Think of that college class where the professor spent an hour lecturing. How much do you remember? Children are changed and corrected more by parents who lead them, not by those who lecture. The class from college that I remember the most, and was most impacted by, was the class where the professor “led” me to New York City to teach me about urban cultures. He didn’t lecture, he invited us into an experience. You can lead your children in times where discipline is necessary and in times where there are lessons to be taught.
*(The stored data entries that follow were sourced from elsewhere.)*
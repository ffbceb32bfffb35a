use super::{CancelledNotification, MethodContext, RequestHandler, CANCELLED_METHOD};
use crate::config::RuntimeConfig;
use crate::error::RpcError;
use crate::progress::{
    progress_token_from_params, ProgressNotification, ProgressRegistry, PROGRESS_METHOD,
};
use mcplink_jsonrpc::transport::{Transport, TransportError};
use mcplink_jsonrpc::{
    CancellationTracker, Envelope, JsonRpcError, Notification, PendingError, PendingRequestTable,
    ProgressToken, RateLimiter, Request, RequestId,
};
use serde_json::Value;
use std::sync::{Arc, Mutex};
use std::time::Duration;
use tokio::sync::mpsc;
use tracing::*;

struct PeerInner {
    transport: Arc<dyn Transport>,

    /// Requests this side sent
    pending: PendingRequestTable,

    /// Requests the remote side sent that are still being handled
    cancellations: CancellationTracker,

    progress: ProgressRegistry,
    request_timeout: Duration,
    progress_listener: Mutex<Option<mpsc::UnboundedSender<ProgressNotification>>>,
}

/// One end of a JSON-RPC connection.
///
/// Sends requests and notifications to the remote side, and (in [`Self::serve`]) reads what the
/// remote side sends: responses complete the matching pending request, notifications are handled
/// in arrival order, and each request is handled in a task of its own so a slow handler never
/// holds up the connection.
///
/// Cheap to clone; every clone is the same connection.
#[derive(Clone)]
pub struct Peer {
    inner: Arc<PeerInner>,
}

impl std::fmt::Debug for Peer {
    fn fmt(&self, f: &mut std::fmt::Formatter<'_>) -> std::fmt::Result {
        f.debug_struct("Peer")
            .field("pending", &self.inner.pending.len())
            .field("in_flight", &self.inner.cancellations.len())
            .finish_non_exhaustive()
    }
}

impl Peer {
    pub fn new(transport: Arc<dyn Transport>, config: &RuntimeConfig) -> Self {
        let limiter = RateLimiter::new(
            config.rate_limits.progress_per_second,
            config.rate_limits.window(),
        );

        Self {
            inner: Arc::new(PeerInner {
                transport,
                pending: PendingRequestTable::new(config.initial_request_id),
                cancellations: CancellationTracker::new(),
                progress: ProgressRegistry::new(limiter),
                request_timeout: config.request_timeout(),
                progress_listener: Mutex::new(None),
            }),
        }
    }

    pub fn transport(&self) -> &Arc<dyn Transport> {
        &self.inner.transport
    }

    /// Send a request and wait for the result, up to the default request timeout
    pub async fn request(&self, method: &str, params: Option<Value>) -> Result<Value, RpcError> {
        self.request_with_timeout(method, params, self.inner.request_timeout)
            .await
    }

    /// Send a request and wait for the result.
    ///
    /// If no answer arrives within `timeout`, the remote side is told the request is cancelled
    /// and [`RpcError::Timeout`] is returned.  A response arriving after that is dropped.
    #[instrument(skip(self, params))]
    pub async fn request_with_timeout(
        &self,
        method: &str,
        params: Option<Value>,
        timeout: Duration,
    ) -> Result<Value, RpcError> {
        let inner = &self.inner;
        let id = inner.pending.next_id();
        let progress_token = progress_token_from_params(params.as_ref()).unwrap_or_else(|e| {
            debug!(error = %e, "Request carries an unusable progress token");
            None
        });

        let pending = inner.pending.register(id.clone(), progress_token.clone())?;
        let _outstanding = Outstanding {
            inner,
            id: id.clone(),
            progress_token,
        };
        inner
            .transport
            .send(Envelope::request(id.clone(), method, params))
            .await?;

        let outcome = inner.pending.wait(pending, timeout).await;

        match outcome {
            Ok(result) => Ok(result),
            Err(PendingError::Timeout { id, timeout }) => {
                warn!(%id, ?timeout, "Request timed out; cancelling");
                if let Err(e) = self.cancel(&id, Some("timeout")).await {
                    debug!(error = %e, "Could not send cancellation");
                }
                Err(RpcError::Timeout { id, timeout })
            }
            Err(e) => Err(e.into()),
        }
    }

    pub async fn notify(&self, method: &str, params: Option<Value>) -> Result<(), RpcError> {
        self.inner
            .transport
            .send(Envelope::notification(method, params))
            .await?;
        Ok(())
    }

    /// Tell the remote side to stop working on a request this side sent
    pub async fn cancel(&self, id: &RequestId, reason: Option<&str>) -> Result<(), RpcError> {
        let params = serde_json::to_value(CancelledNotification {
            request_id: id.clone(),
            reason: reason.map(str::to_string),
        })
        .map_err(RpcError::Serialize)?;
        self.notify(CANCELLED_METHOD, Some(params)).await
    }

    /// Receive the progress notifications the remote side sends for requests of this side.
    /// Replaces any previous listener.
    pub fn progress_events(&self) -> mpsc::UnboundedReceiver<ProgressNotification> {
        let (sender, receiver) = mpsc::unbounded_channel();
        *self
            .inner
            .progress_listener
            .lock()
            .unwrap_or_else(|poisoned| poisoned.into_inner()) = Some(sender);
        receiver
    }

    /// Number of requests this side is waiting on
    pub fn pending_len(&self) -> usize {
        self.inner.pending.len()
    }

    /// Number of remote requests still being handled
    pub fn in_flight_len(&self) -> usize {
        self.inner.cancellations.len()
    }

    /// Close the transport.  Requests still waiting fail with [`RpcError::Closed`].
    pub async fn close(&self) -> Result<(), RpcError> {
        let result = self.inner.transport.close().await;
        self.abandon("Transport closed");
        result.map_err(Into::into)
    }

    /// Read from the transport until it closes, dispatching inbound messages to `handler`.
    ///
    /// Returns `Ok(())` when the remote side goes away cleanly.  Either way, when this returns
    /// every pending request has been failed and every in-flight handler cancelled.
    pub async fn serve(&self, handler: Arc<dyn RequestHandler>) -> Result<(), TransportError> {
        let result = loop {
            let envelope = match self.inner.transport.receive().await {
                Ok(Some(envelope)) => envelope,
                Ok(None) => {
                    debug!("Transport reached end of stream");
                    break Ok(());
                }
                Err(TransportError::Malformed(e)) => {
                    warn!(error = %e, "Malformed message from peer");
                    self.reply(e.to_error_envelope()).await;
                    continue;
                }
                Err(e) if e.is_recoverable() => {
                    trace!(error = %e, "Recoverable transport error");
                    continue;
                }
                Err(e) => {
                    error!(error = %e, "Transport failed");
                    break Err(e);
                }
            };

            match envelope {
                Envelope::Response(response) => {
                    self.inner.pending.complete(&response.id, Ok(response.result));
                }
                Envelope::Error(error) => match &error.id {
                    Some(id) => {
                        self.inner.pending.complete(id, Err(error.error));
                    }
                    None => warn!(
                        code = error.error.code,
                        message = %error.error.message,
                        "Peer reported an error that isn't tied to a request"
                    ),
                },
                Envelope::Notification(notification) => {
                    self.handle_notification(handler.as_ref(), notification)
                        .await
                }
                Envelope::Request(request) => {
                    let peer = self.clone();
                    let handler = handler.clone();
                    tokio::spawn(async move { peer.handle_request(handler, request).await });
                }
            }
        };

        self.abandon("Transport closed");
        handler.on_shutdown().await;
        result
    }

    async fn handle_notification(&self, handler: &dyn RequestHandler, notification: Notification) {
        match notification.method.as_str() {
            CANCELLED_METHOD => match notification
                .params
                .clone()
                .map(serde_json::from_value::<CancelledNotification>)
            {
                Some(Ok(cancelled)) => {
                    self.inner
                        .cancellations
                        .cancel(&cancelled.request_id, cancelled.reason);
                }
                _ => warn!("Malformed cancellation notification; ignoring"),
            },
            PROGRESS_METHOD => {
                if let Some(progress) = self.inner.progress.record(notification.params.as_ref()) {
                    let listener = self
                        .inner
                        .progress_listener
                        .lock()
                        .unwrap_or_else(|poisoned| poisoned.into_inner())
                        .clone();
                    if let Some(listener) = listener {
                        let _ = listener.send(progress);
                    }
                }
            }
            _ => {}
        }

        handler
            .handle_notification(&notification.method, notification.params, self)
            .await;
    }

    #[instrument(skip_all, fields(id = %request.id, method = %request.method))]
    async fn handle_request(&self, handler: Arc<dyn RequestHandler>, request: Request) {
        let Request { id, method, params } = request;
        let inner = &self.inner;

        let abort = match inner.cancellations.track(id.clone()) {
            Ok(abort) => abort,
            Err(e) => {
                warn!(error = %e, "Duplicate request ID");
                self.reply(Envelope::error(
                    id,
                    JsonRpcError::invalid_request(e.to_string()),
                ))
                .await;
                return;
            }
        };

        let progress_token = match inner.progress.register(&id, params.as_ref()) {
            Ok(token) => token,
            Err(e) => {
                inner.cancellations.release(&id);
                self.reply(Envelope::error(id, e)).await;
                return;
            }
        };

        let context = MethodContext::new(id.clone(), abort.clone(), progress_token, self.clone());
        context
            .report_progress(0.0, None, Some("in progress"))
            .await;

        let response = if abort.is_cancelled() {
            None
        } else {
            let outcome = handler.handle_request(&method, params, context.clone()).await;
            if abort.is_cancelled() {
                None
            } else {
                match outcome {
                    Ok(result) => {
                        context.report_progress(1.0, None, Some("completed")).await;
                        Some(Envelope::response(id.clone(), result))
                    }
                    Err(e) => {
                        debug!(code = e.code(), message = e.message(), "Request failed");
                        Some(Envelope::error(id.clone(), e))
                    }
                }
            }
        };

        inner.progress.release(&id);
        let reason = inner.cancellations.reason(&id);
        inner.cancellations.release(&id);

        match response {
            Some(response) => self.reply(response).await,
            None => debug!(
                reason = reason.as_deref().unwrap_or(""),
                "Request was cancelled; not responding"
            ),
        }
    }

    /// Send a progress notification for a request being handled, subject to the registry's
    /// ordering and rate rules.
    pub(crate) async fn send_progress(
        &self,
        token: &ProgressToken,
        progress: f64,
        total: Option<f64>,
        message: Option<&str>,
    ) -> Result<(), TransportError> {
        match self
            .inner
            .progress
            .emit(token, progress, total, message.map(str::to_string))
        {
            Some(envelope) => self.inner.transport.send(envelope).await,
            None => Ok(()),
        }
    }

    pub(crate) fn is_cancelled(&self, id: &RequestId) -> bool {
        self.inner.cancellations.is_cancelled(id)
    }

    async fn reply(&self, envelope: Envelope) {
        if let Err(e) = self.inner.transport.send(envelope).await {
            warn!(error = %e, "Error sending reply");
        }
    }

    fn abandon(&self, reason: &str) {
        self.inner.pending.fail_all(reason);
        self.inner.cancellations.cancel_all(reason);
    }
}

/// A request this side sent and is still waiting on.  Whether the wait ends with an outcome or
/// the caller simply stops waiting, the pending entry and any progress state go away with it.
struct Outstanding<'a> {
    inner: &'a PeerInner,
    id: RequestId,
    progress_token: Option<ProgressToken>,
}

impl Drop for Outstanding<'_> {
    fn drop(&mut self) {
        if self.inner.pending.remove(&self.id) {
            debug!(id = %self.id, "Request abandoned by its caller");
        }
        if let Some(token) = &self.progress_token {
            self.inner.progress.forget_received(token);
        }
    }
}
The biggest reason I resort to lecturing is actually disconnection. I am connected to so many other things (other people, my phone, my email, social networks, appointments, etc.), and not fully to my kids in the moment when I need to communicate with them. So when they respond to my direction in a way that frustrates me and draws me away from my other responsibilities, I make up for the lost time by lecturing. That might sound strange, but I think we naturally resort to this when we are disconnected in attempt to balance both worlds. The problem is: we can’t be in fully in both worlds. And we cannot manage both worlds simultaneously. Some people would disagree, but I believe you can’t multitask and be an effective parent. You need to focus on one thing at a time. Disconnection from work world and engagement into family world is key.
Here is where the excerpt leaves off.